Category: Clean tech
Innovator: Rob Mead, chief architect, Advanced Air Traffic Management, Boeing
Innovation: Tailored Arrivals
Sometimes, simple innovations can yield the greatest results. This year's clean-tech innovation award went to a technology called Tailored Arrivals, which was developed by Rob Mead at Boeing. Tailored Arrivals integrates all known aircraft performance, air traffic, airspace, meteorological, obstacle clearance, and environmental constraints expected to be encountered during an arrival into a singular system. It then calculates the most fuel-efficient and minimum-noise approach clearances to aircraft arriving at an airport to land, for the entire approach from cruise altitude to touchdown.

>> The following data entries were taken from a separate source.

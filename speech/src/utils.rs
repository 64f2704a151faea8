//! Shared speech utilities.

use std::sync::atomic::{AtomicU64, Ordering};
use std::time::{SystemTime, UNIX_EPOCH};

static NEXT_REQUEST_ID: AtomicU64 = AtomicU64::new(1);

/// Milliseconds since UNIX epoch, for request timing in logs.
pub(crate) fn now_ms() -> i64 {
    SystemTime::now()
        .duration_since(UNIX_EPOCH)
        .map(|d| d.as_millis() as i64)
        .unwrap_or(0)
}

/// Process-unique id for tagging TTS requests in logs.
pub(crate) fn gen_id() -> String {
    format!("tts-{}", NEXT_REQUEST_ID.fetch_add(1, Ordering::Relaxed))
}
//! Generic configuration handed to backgrounds.
//!
//! The runtime does not know the shape of each background's settings; it
//! keeps the raw TOML table and lets the background deserialize it into its
//! own typed struct (with serde defaults for anything left out).

use crate::{Om1Error, Result};
use serde::de::DeserializeOwned;
use serde::{Deserialize, Serialize};

#[derive(Debug, Clone, Default, PartialEq, Serialize, Deserialize)]
#[serde(transparent)]
pub struct BackgroundConfig {
    table: toml::Table,
}

impl BackgroundConfig {
    pub fn new() -> Self {
        Self::default()
    }

    /// Parse a config from TOML source text.
    pub fn from_toml_str(src: &str) -> Result<Self> {
        let table: toml::Table = toml::from_str(src)?;
        Ok(Self { table })
    }

    /// Builder-style setter for string values.
    pub fn with(mut self, key: &str, value: impl Into<String>) -> Self {
        self.table
            .insert(key.to_string(), toml::Value::String(value.into()));
        self
    }

    pub fn get_str(&self, key: &str) -> Option<&str> {
        self.table.get(key).and_then(|v| v.as_str())
    }

    pub fn contains(&self, key: &str) -> bool {
        self.table.contains_key(key)
    }

    /// Deserialize into a background's typed configuration.
    pub fn parse<T: DeserializeOwned>(&self) -> Result<T> {
        toml::Value::Table(self.table.clone())
            .try_into()
            .map_err(|e: toml::de::Error| Om1Error::ConfigError(e.to_string()))
    }
}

Category: Consumer electronics
Innovator: Stanley Yang, CEO, NeuroSky
Innovation: Mind-reading headset
NeuroSky CEO Stanley Yang has created the first consumer Brain to Computer Interface Technology, according to TechAmerica's Web site. Using ThinkGear technology contained inside, the mind-reading headset provides real-time mental state information to the user, based on his or her brainwave patterns.
In this photo, Chris Dyball concentrates while using NeuroSky's mind-controlled headset to play a video game at Stanford University's Cool Product Expo in 2007.
Innovator: Arthur R. Berrill, vice president of Advanced Concepts and Technology, Pitney Bowes
Innovation: Pitney Bowes FireLocator
Developed by Pitney Bowes' Arthur R. Berrill, the FireLocator is a free, public Web site providing reliable information and timely location intelligence about wildfires to residents, government agencies, and media outlets. The FireLocator uses real-time data from a variety of sources and incorporates user-generated imagery, satellite data, and incident reports to show fire boundaries, potential danger areas, and thermal imagery.
Category: Telecom equipment
Innovator: Jan Uddenfeldt, SVP and Senior Adviser Technology to CEO, Ericsson
Innovation: 2G, 3G (HSPA) Technology
Jan Uddenfeldt won this year's award in the telecom equipment category for his contributions to the research and development of what is now widespread 2G, 3G (HSPA) telecommunications technology.
Category: Computer and equipment
Innovator: Victor Shtrom, chief wireless architect/founder, Ruckus Wireless
Innovation: Smart Wi-Fi
Victor Shtrom of Ruckus Wireless has pioneered what is known as Smart Wi-Fi, a collection of technologies that extend the range and reliability of wireless signals, and reduce the costs and complexity of conventional wireless LAN deployments.
Category: Electronic components
Innovator: Balu Balakrishnan, president and CEO, Power Integrations
Innovation: EcoSmart Energy-Efficiency Technology
Balu Balakrishnan was given a TechAmerica award for his work developing EcoSmart Energy-Efficiency Technology.
The technology drastically improves the efficiency of AC-DC power conversion and reduces the waste of electronics in "standby mode" to almost zero, according to TechAmerica's Web site.
Innovator: Scott Schumacher, chief scientist, and Scott Ellard, chief technology officer, Initiate Systems
Innovation: Probabilistic searching
Scott Schumacher and Scott Ellard, both from data management software company Initiate Systems, won this year's TechAmerica award in the software category.
With increased volumes of data on the Internet, Schumacher realized deterministic search was an inefficient way to go about designing databases and instead developed an algorithm that directs a search using probabilistic principles. Ellard then built a database index that works by navigating based on experience rather than rote rules.